Longtang L. Chen and
Steven P. Wise
Laboratory of Neurophysiology, National Institute of Mental Health,
Poolesville, Maryland 20837
We assessed the preferred directions (PDs) of supplementary eye
field (SEF) neurons during conditional visuomotor learning. Monkeys
learned to select one of four saccadic eye movements in response to a
foveal instruction stimulus (IS). ISs were either familiar or novel.

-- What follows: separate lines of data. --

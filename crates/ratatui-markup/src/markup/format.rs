use super::Checkbox;
use super::ColumnAlignment;
use super::Markup;
use super::MarkupKind;

/// Controls how [`Markup::format`] regenerates source.
#[derive(Clone, Copy, Debug, Default, PartialEq, Eq)]
pub struct FormatOptions {
    /// Write autolinks back as `<url>` instead of `[url](url)`.
    pub condense_autolinks: bool,
}

pub(super) fn format_markup(markup: &Markup, options: &FormatOptions) -> String {
    let mut f = Formatter { options };
    if markup.is_inline() {
        f.inline(markup)
    } else {
        f.block(markup).trim_end_matches('\n').to_string()
    }
}

struct Formatter<'a> {
    options: &'a FormatOptions,
}

impl Formatter<'_> {
    fn inlines(&mut self, nodes: &[Markup]) -> String {
        nodes.iter().map(|n| self.inline(n)).collect()
    }

    fn inline(&mut self, node: &Markup) -> String {
        match &node.kind {
            MarkupKind::Text(text) => escape_text(text),
            MarkupKind::Strong => format!("**{}**", self.inlines(&node.children)),
            MarkupKind::Emphasis => format!("*{}*", self.inlines(&node.children)),
            MarkupKind::Strikethrough => format!("~~{}~~", self.inlines(&node.children)),
            MarkupKind::InlineCode(code) => code_span(code),
            MarkupKind::SoftBreak => "\n".to_string(),
            MarkupKind::LineBreak => "\\\n".to_string(),
            MarkupKind::Link {
                destination,
                title,
                autolink,
            } => {
                let dest = destination.as_deref().unwrap_or("");
                if *autolink && self.options.condense_autolinks && !dest.is_empty() {
                    return format!("<{dest}>");
                }
                format!(
                    "[{}]({}{})",
                    self.inlines(&node.children),
                    destination_source(dest),
                    title_source(title.as_deref())
                )
            }
            MarkupKind::Image { source, title } => format!(
                "![{}]({}{})",
                self.inlines(&node.children),
                destination_source(source.as_deref().unwrap_or("")),
                title_source(title.as_deref())
            ),
            MarkupKind::InlineHtml(html) => html.clone(),
            MarkupKind::FootnoteReference(label) => format!("[^{label}]"),
            MarkupKind::InlineMath(math) => format!("${math}$"),
            MarkupKind::DisplayMath(math) => format!("$${math}$$"),
            _ => self.block(node).trim_end_matches('\n').to_string(),
        }
    }

    fn blocks(&mut self, nodes: &[Markup]) -> String {
        let mut parts: Vec<String> = Vec::new();
        let mut inline_run: Vec<&Markup> = Vec::new();
        for node in nodes {
            if node.is_inline() {
                inline_run.push(node);
                continue;
            }
            if !inline_run.is_empty() {
                parts.push(inline_run.drain(..).map(|n| self.inline(n)).collect());
            }
            parts.push(self.block(node).trim_end_matches('\n').to_string());
        }
        if !inline_run.is_empty() {
            parts.push(inline_run.drain(..).map(|n| self.inline(n)).collect());
        }
        parts.join("\n\n")
    }

    fn block(&mut self, node: &Markup) -> String {
        match &node.kind {
            MarkupKind::Document => self.blocks(&node.children),
            MarkupKind::Paragraph | MarkupKind::TableCell => self.inlines(&node.children),
            MarkupKind::Heading { level } => {
                let hashes = "#".repeat(usize::from((*level).clamp(1, 6)));
                format!("{hashes} {}", self.inlines(&node.children))
            }
            MarkupKind::CodeBlock { language, code } => {
                let fence = "`".repeat(longest_run(code, '`').max(2) + 1);
                let mut out = format!("{fence}{}\n", language.as_deref().unwrap_or(""));
                out.push_str(code);
                if !code.is_empty() && !code.ends_with('\n') {
                    out.push('\n');
                }
                out.push_str(&fence);
                out
            }
            MarkupKind::BlockQuote => prefix_lines(&self.blocks(&node.children), "> ", "> "),
            MarkupKind::OrderedList { start } => {
                let mut items = Vec::with_capacity(node.children.len());
                for (i, item) in node.children.iter().enumerate() {
                    let marker = format!("{}. ", start.saturating_add(i as u64));
                    items.push(self.list_item(item, &marker));
                }
                items.join("\n")
            }
            MarkupKind::UnorderedList => node
                .children
                .iter()
                .map(|item| self.list_item(item, "- "))
                .collect::<Vec<_>>()
                .join("\n"),
            MarkupKind::ListItem { .. } => self.list_item(node, "- "),
            MarkupKind::Table { alignments } => self.table(node, alignments),
            MarkupKind::TableHead | MarkupKind::TableRow => self.table_row(node),
            MarkupKind::ThematicBreak => "---".to_string(),
            MarkupKind::HtmlBlock(html) => html.trim_end_matches('\n').to_string(),
            MarkupKind::FootnoteDefinition(label) => {
                let body = self.blocks(&node.children);
                prefix_lines(&body, &format!("[^{label}]: "), "    ")
            }
            MarkupKind::DisplayMath(math) => format!("$${math}$$"),
            _ => self.inline(node),
        }
    }

    fn list_item(&mut self, item: &Markup, marker: &str) -> String {
        let mut body = self.blocks(&item.children);
        if let MarkupKind::ListItem {
            checkbox: Some(checkbox),
        } = item.kind
        {
            let mark = match checkbox {
                Checkbox::Checked => "[x] ",
                Checkbox::Unchecked => "[ ] ",
            };
            body.insert_str(0, mark);
        }
        let indent = " ".repeat(marker.len());
        prefix_lines(&body, marker, &indent)
    }

    fn table(&mut self, node: &Markup, alignments: &[Option<ColumnAlignment>]) -> String {
        let mut lines: Vec<String> = Vec::new();
        for (i, row) in node.children.iter().enumerate() {
            lines.push(self.table_row(row));
            if i == 0 {
                let cols = alignments.len().max(row.children.len()).max(1);
                let delims: Vec<&str> = (0..cols)
                    .map(|c| match alignments.get(c).copied().flatten() {
                        Some(ColumnAlignment::Left) => ":--",
                        Some(ColumnAlignment::Center) => ":-:",
                        Some(ColumnAlignment::Right) => "--:",
                        None => "---",
                    })
                    .collect();
                lines.push(format!("| {} |", delims.join(" | ")));
            }
        }
        lines.join("\n")
    }

    fn table_row(&mut self, row: &Markup) -> String {
        let cells: Vec<String> = row
            .children
            .iter()
            .map(|cell| self.inlines(&cell.children))
            .collect();
        format!("| {} |", cells.join(" | "))
    }
}

fn prefix_lines(body: &str, first: &str, rest: &str) -> String {
    let mut out = String::new();
    for (i, line) in body.split('\n').enumerate() {
        if i > 0 {
            out.push('\n');
        }
        let prefix = if i == 0 { first } else { rest };
        if line.is_empty() && i > 0 {
            out.push_str(prefix.trim_end());
        } else {
            out.push_str(prefix);
            out.push_str(line);
        }
    }
    out
}

fn escape_text(text: &str) -> String {
    let mut out = String::with_capacity(text.len());
    for ch in text.chars() {
        if matches!(
            ch,
            '\\' | '`' | '*' | '_' | '[' | ']' | '<' | '>' | '~' | '&' | '|' | '$'
        ) {
            out.push('\\');
        }
        out.push(ch);
    }
    out
}

fn code_span(code: &str) -> String {
    let ticks = "`".repeat(longest_run(code, '`') + 1);
    if code.starts_with('`') || code.ends_with('`') || code.is_empty() {
        format!("{ticks} {code} {ticks}")
    } else {
        format!("{ticks}{code}{ticks}")
    }
}

fn destination_source(dest: &str) -> String {
    if dest.chars().any(|c| c.is_whitespace() || c == '(' || c == ')') {
        format!("<{}>", dest.replace('>', "%3E"))
    } else {
        dest.to_string()
    }
}

fn title_source(title: Option<&str>) -> String {
    match title {
        Some(title) => format!(" \"{}\"", title.replace('"', "\\\"")),
        None => String::new(),
    }
}

fn longest_run(s: &str, needle: char) -> usize {
    let mut best = 0;
    let mut cur = 0;
    for ch in s.chars() {
        if ch == needle {
            cur += 1;
            best = best.max(cur);
        } else {
            cur = 0;
        }
    }
    best
}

Each familiar IS reliably evoked one saccade: 7° left, right, up, or
down from the central fixation point. Novel ISs initially triggered
virtually random responses among those four possibilities, but the
monkeys ultimately learned to select the instructed saccade. As
reported previously, activity rates on novel IS trials significantly
changed during learning. Some of these cells (learning-dependent) also
have significant modulation on familiar IS trials, but others
(learning-selective) lack such activity. Of the former, the familiar IS
activity can be either directionally selective or omnidirectional. For
most neurons, PDs were apparent during all phases of learning, but they
were rarely constant. Only infrequently did a neuron's PD for novel
ISs closely match that for familiar ISs throughout the learning
process. In directional learning-dependent cells, the PD usually
reoriented near the end of learning to resemble that for familiar IS
trials. In omnidirectional cells, initially evident PDs dissipated with
learning, even as the cell became more strongly modulated.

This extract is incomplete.